Thought 471: The Slowness of New Ideas

American historian Carroll Quigley in his work Tragedy and Hope: A History of the World in Our Time airs the view that unlike technology that gets adopted across the globe at a relatively fast pace and is easily transferable from one location to the next, the spreading and entrenching of ideas is in fact much slower and takes many years. 

For instance, our current civilisation owes much of its material, philosophical and spiritual roots to the scientific revolution of 16th century Europe and it is worth remembering that the leaders of that theoretical revolution, such as Galileo or Descartes, were controversial not to say, in some cases, persecuted. 

My point is that lasting and significant developments in human society take a long while, such as, according to Nietzsche, the coming to prominence of modern moral feelings of good and evil, initiated as he claims they were as far back as the time Jewish sectarians decided to place their faith in Jesus of Nazareth and even before, in the shape of Persian thinker Zoroaster who first posited the dual, moral nature of the universe. 
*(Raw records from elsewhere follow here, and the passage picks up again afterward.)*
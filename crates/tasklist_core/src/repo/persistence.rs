//! Load/save boundary between the task store and a key-value backend.
//!
//! # Responsibility
//! - Read the serialized task sequence once at startup.
//! - Write the full sequence back after every mutation.
//!
//! # Invariants
//! - Neither `load` nor `save` returns an error; failures are logged and the
//!   in-memory sequence stays authoritative.
//! - The blob is a JSON array of `{id, text, completed}` under `STORAGE_KEY`.
//! - Task text is never written to logs.

use crate::model::task::Task;
use crate::repo::kv_store::KeyValueStore;
use log::{debug, error, info, warn};
use serde_json::Value;
use std::time::Instant;

/// Fixed key the task blob is stored under.
pub const STORAGE_KEY: &str = "todos";

/// Persistence bridge over an injected backend.
pub struct PersistenceBridge<S: KeyValueStore> {
    backend: S,
}

impl<S: KeyValueStore> PersistenceBridge<S> {
    pub fn new(backend: S) -> Self {
        Self { backend }
    }

    pub fn backend(&self) -> &S {
        &self.backend
    }

    /// Reads the stored sequence.
    ///
    /// Missing, unreadable, malformed or non-array values all yield an empty
    /// sequence.
    pub fn load(&self) -> Vec<Task> {
        let raw = match self.backend.get(STORAGE_KEY) {
            Ok(Some(raw)) => raw,
            Ok(None) => {
                debug!("event=tasks_load module=persistence status=empty reason=missing");
                return Vec::new();
            }
            Err(err) => {
                error!(
                    "event=tasks_load module=persistence status=error error_code=backend_read_failed error={}",
                    err
                );
                return Vec::new();
            }
        };

        match decode_tasks(&raw) {
            Ok(tasks) => {
                info!(
                    "event=tasks_load module=persistence status=ok count={}",
                    tasks.len()
                );
                tasks
            }
            Err(reason) => {
                warn!(
                    "event=tasks_load module=persistence status=fallback reason={} bytes={}",
                    reason,
                    raw.len()
                );
                Vec::new()
            }
        }
    }

    /// Writes the full sequence.
    ///
    /// Returns `true` when the backend accepted the write.
    pub fn save(&self, tasks: &[Task]) -> bool {
        let started_at = Instant::now();
        let encoded = match serde_json::to_string(tasks) {
            Ok(encoded) => encoded,
            Err(err) => {
                error!(
                    "event=tasks_save module=persistence status=error error_code=serialize_failed error={}",
                    err
                );
                return false;
            }
        };

        match self.backend.set(STORAGE_KEY, &encoded) {
            Ok(()) => {
                debug!(
                    "event=tasks_save module=persistence status=ok count={} bytes={} duration_ms={}",
                    tasks.len(),
                    encoded.len(),
                    started_at.elapsed().as_millis()
                );
                true
            }
            Err(err) => {
                error!(
                    "event=tasks_save module=persistence status=error error_code=backend_write_failed count={} error={}",
                    tasks.len(),
                    err
                );
                false
            }
        }
    }
}

fn decode_tasks(raw: &str) -> Result<Vec<Task>, &'static str> {
    let value: Value = serde_json::from_str(raw).map_err(|_| "malformed_json")?;
    if !value.is_array() {
        return Err("not_array");
    }
    serde_json::from_value(value).map_err(|_| "invalid_record")
}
This can be a consoling insight for researchers and thinkers who might often come to feel impatient with the slow cottoning on of the masses to insights they achieved many years prior. 

I'm thinking, as an example, of those early 9/11 sceptics who saw through the gigantic lie of the events of that day and have had to wait many years to see the fruit of their eye-opening labours and painstaking research reach a significant audience. 
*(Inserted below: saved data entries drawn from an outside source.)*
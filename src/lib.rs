// Copyright 2020 Hyperledger Ursa Contributors
//
// Licensed under the Apache License, Version 2.0 (the "License");
// you may not use this file except in compliance with the License.
// You may obtain a copy of the License at
//
//     http://www.apache.org/licenses/LICENSE-2.0
//
// Unless required by applicable law or agreed to in writing, software
// distributed under the License is distributed on an "AS IS" BASIS,
// WITHOUT WARRANTIES OR CONDITIONS OF ANY KIND, either express or implied.
// See the License for the specific language governing permissions and
// limitations under the License.
#![deny(
    missing_docs,
    trivial_casts,
    trivial_numeric_casts,
    unconditional_recursion,
    unused_import_braces,
    unused_lifetimes,
    unused_parens,
    while_true
)]
//! Elliptic curve Diffie-Hellman key exchange.
//!
//! Every backend implements [`KeyExchange`](kex::KeyExchange):
//!
//! * [`GenericCurve`](kex::generic::GenericCurve) works with any short Weierstrass curve
//!   that implements [`WeierstrassCurve`](kex::curve::WeierstrassCurve). NIST P-256,
//!   P-384 and secp256k1 are provided. Public keys use the uncompressed SEC1 form and the
//!   shared secret is the x-coordinate of the agreed point.
//! * [`X25519`](kex::x25519::X25519) works with Bernstein's Curve25519
//!   (see <https://cr.yp.to/ecdh.html>).
//!
//! The peer's public key must always be passed to `check` before it is used in
//! `compute_secret`:
//!
//! ```
//! # #[cfg(feature = "p256")]
//! # fn main() -> ursa_ecdh::errors::KexResult<()> {
//! use ursa_ecdh::kex::{generic::GenericCurve, KeyExchange};
//!
//! let p256 = GenericCurve::nist_p256()?;
//! let (alice_pk, alice_sk) = p256.keypair(None)?;
//! let (bob_pk, bob_sk) = p256.keypair(None)?;
//!
//! p256.check(&bob_pk)?;
//! let alice_secret = p256.compute_secret(&alice_sk, &bob_pk)?;
//! p256.check(&alice_pk)?;
//! let bob_secret = p256.compute_secret(&bob_sk, &alice_pk)?;
//!
//! assert_eq!(alice_secret, bob_secret);
//! # Ok(())
//! # }
//! # #[cfg(not(feature = "p256"))]
//! # fn main() {}
//! ```

// To use macros from util inside of other modules it must be loaded first.
#[macro_use]
pub mod utils;

pub mod encoding;
pub mod errors;
pub mod keys;
pub mod kex;

pub use errors::{KexError, KexResult};
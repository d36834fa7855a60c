// Copyright 2020 Hyperledger Ursa Contributors
//
// Licensed under the Apache License, Version 2.0 (the "License");
// you may not use this file except in compliance with the License.
// You may obtain a copy of the License at
//
//     http://www.apache.org/licenses/LICENSE-2.0
//
// Unless required by applicable law or agreed to in writing, software
// distributed under the License is distributed on an "AS IS" BASIS,
// WITHOUT WARRANTIES OR CONDITIONS OF ANY KIND, either express or implied.
// See the License for the specific language governing permissions and
// limitations under the License.
use env_logger::Builder;
use log::LevelFilter;
use std::env;
use std::io::Write;

use crate::errors::KexResult;

/// Installs an `env_logger` backend for the `log` records emitted by the schemes
pub struct DefaultLogger;

impl DefaultLogger {
    /// `pattern` uses the `RUST_LOG` filter syntax and falls back to the `RUST_LOG`
    /// environment variable. Everything is filtered out when neither is set.
    ///
    /// Fails if a global logger is already installed.
    pub fn init(pattern: Option<String>) -> KexResult<()> {
        let pattern = pattern.or_else(|| env::var("RUST_LOG").ok());

        Builder::new()
            .format(|buf, record| {
                writeln!(
                    buf,
                    "{:>5}|{:<30}|{:>35}:{:<4}| {}",
                    record.level(),
                    record.target(),
                    record.file().unwrap_or(""),
                    record.line().unwrap_or(0),
                    record.args()
                )
            })
            .filter(None, LevelFilter::Off)
            .parse_filters(pattern.as_deref().unwrap_or(""))
            .try_init()?;

        Ok(())
    }
}
// Copyright 2020 Hyperledger Ursa Contributors
//
// Licensed under the Apache License, Version 2.0 (the "License");
// you may not use this file except in compliance with the License.
// You may obtain a copy of the License at
//
//     http://www.apache.org/licenses/LICENSE-2.0
//
// Unless required by applicable law or agreed to in writing, software
// distributed under the License is distributed on an "AS IS" BASIS,
// WITHOUT WARRANTIES OR CONDITIONS OF ANY KIND, either express or implied.
// See the License for the specific language governing permissions and
// limitations under the License.
//! [`WeierstrassCurve`] backed by the RustCrypto `elliptic-curve` arithmetic.

use super::curve::{Coordinates, WeierstrassCurve};
use super::point::trim_leading_zeros;
use elliptic_curve::{
    bigint::Encoding,
    ff::PrimeField,
    group::{Curve as _, Group},
    sec1::{EncodedPoint, FromEncodedPoint, ModulusSize, ToEncodedPoint},
    AffinePoint, CurveArithmetic, FieldBytes, FieldBytesSize, ProjectivePoint,
};
use std::marker::PhantomData;

/// Curve arithmetic of a RustCrypto curve type such as `p256::NistP256`
#[derive(Clone, Debug)]
pub struct RustCryptoCurve<C> {
    name: &'static str,
    bit_size: usize,
    order: Vec<u8>,
    _curve: PhantomData<fn() -> C>,
}

impl<C> RustCryptoCurve<C>
where
    C: CurveArithmetic,
    AffinePoint<C>: FromEncodedPoint<C> + ToEncodedPoint<C>,
    FieldBytesSize<C>: ModulusSize,
{
    /// `bit_size` is the bit length of the base field of `C`
    pub fn new(name: &'static str, bit_size: usize) -> Self {
        let order = C::ORDER.to_be_bytes();
        Self {
            name,
            bit_size,
            order: trim_leading_zeros(order.as_ref()).to_vec(),
            _curve: PhantomData,
        }
    }

    fn field_bytes(value: &[u8]) -> Option<FieldBytes<C>> {
        let value = trim_leading_zeros(value);
        let mut repr = FieldBytes::<C>::default();
        let len = repr.len();
        if value.len() > len {
            return None;
        }
        repr[len - value.len()..].copy_from_slice(value);
        Some(repr)
    }

    fn scalar(value: &[u8]) -> Option<C::Scalar> {
        let repr = Self::field_bytes(value)?;
        Option::from(C::Scalar::from_repr(repr))
    }

    fn affine(x: &[u8], y: &[u8]) -> Option<AffinePoint<C>> {
        let x = Self::field_bytes(x)?;
        let y = Self::field_bytes(y)?;
        let encoded = EncodedPoint::<C>::from_affine_coordinates(&x, &y, false);
        Option::from(AffinePoint::<C>::from_encoded_point(&encoded))
    }

    fn coordinates(point: ProjectivePoint<C>) -> Option<Coordinates> {
        let encoded = point.to_affine().to_encoded_point(false);
        match (encoded.x(), encoded.y()) {
            (Some(x), Some(y)) => Some((x.to_vec(), y.to_vec())),
            _ => None,
        }
    }
}

impl<C> WeierstrassCurve for RustCryptoCurve<C>
where
    C: CurveArithmetic,
    AffinePoint<C>: FromEncodedPoint<C> + ToEncodedPoint<C>,
    FieldBytesSize<C>: ModulusSize,
{
    fn name(&self) -> &str {
        self.name
    }

    fn bit_size(&self) -> usize {
        self.bit_size
    }

    fn order(&self) -> &[u8] {
        self.order.as_slice()
    }

    fn scalar_base_mult(&self, scalar: &[u8]) -> Option<Coordinates> {
        let scalar = Self::scalar(scalar)?;
        Self::coordinates(ProjectivePoint::<C>::generator() * scalar)
    }

    fn scalar_mult(&self, x: &[u8], y: &[u8], scalar: &[u8]) -> Option<Coordinates> {
        let point = ProjectivePoint::<C>::from(Self::affine(x, y)?);
        let scalar = Self::scalar(scalar)?;
        Self::coordinates(point * scalar)
    }

    fn is_on_curve(&self, x: &[u8], y: &[u8]) -> bool {
        Self::affine(x, y).is_some()
    }
}

/// NIST P-256 (secp256r1)
#[cfg(feature = "p256")]
pub fn nist_p256() -> RustCryptoCurve<p256::NistP256> {
    RustCryptoCurve::new("P-256", 256)
}

/// NIST P-384 (secp384r1)
#[cfg(feature = "p384")]
pub fn nist_p384() -> RustCryptoCurve<p384::NistP384> {
    RustCryptoCurve::new("P-384", 384)
}

/// NIST P-521 (secp521r1)
#[cfg(feature = "p521")]
pub fn nist_p521() -> RustCryptoCurve<p521::NistP521> {
    RustCryptoCurve::new("P-521", 521)
}

/// secp256k1
#[cfg(feature = "k256")]
pub fn secp256k1() -> RustCryptoCurve<k256::Secp256k1> {
    RustCryptoCurve::new("secp256k1", 256)
}
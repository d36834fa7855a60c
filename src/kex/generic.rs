// Copyright 2020 Hyperledger Ursa Contributors
//
// Licensed under the Apache License, Version 2.0 (the "License");
// you may not use this file except in compliance with the License.
// You may obtain a copy of the License at
//
//     http://www.apache.org/licenses/LICENSE-2.0
//
// Unless required by applicable law or agreed to in writing, software
// distributed under the License is distributed on an "AS IS" BASIS,
// WITHOUT WARRANTIES OR CONDITIONS OF ANY KIND, either express or implied.
// See the License for the specific language governing permissions and
// limitations under the License.
//! ECDH over any short Weierstrass curve.
//!
//! Public keys are uncompressed points (see [`point`](super::point)). Only the
//! x-coordinate of the agreed point is used as the shared secret, returned without
//! leading zero bytes.

use super::curve::WeierstrassCurve;
use super::point::{self, trim_leading_zeros};
use super::*;
use log::{debug, trace};
use subtle::{Choice, ConstantTimeEq};
use zeroize::Zeroize;

/// Draws of a random scalar before key generation gives up
const MAX_SCALAR_DRAWS: usize = 64;

/// Key exchange over the curve `C`
#[derive(Clone, Debug)]
pub struct GenericCurve<C> {
    curve: C,
    field_len: usize,
    order: Vec<u8>,
    top_mask: u8,
}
Similarly, in science, the phenomenon of 'continental drift' was initially a theory which saw its proponent ostracised by the scientific community of his day only for his theory to become established fact many years later. 

In the humanities, the value of Martin Heidegger's philosophical insights, particularly regarding the topic of modern technology, has taken a while to be appreciated and it was indeed he who said
"Patience nurtures magnanimity"
understanding as he did that genuine, original philosophy finds little echo in its own time but might, after much passing of time, come to infiltrate common awareness and indeed be taken to be a self-evident truism by many people (see Five Sentences from the Thinker as Poet). 

All this to say that insights into natural and psychological laws as well as into factual and philosophical truth take a long time not only to gestate but to come to bear on collective consciousness and this, as so many other areas, should teach us the value of patient virtue.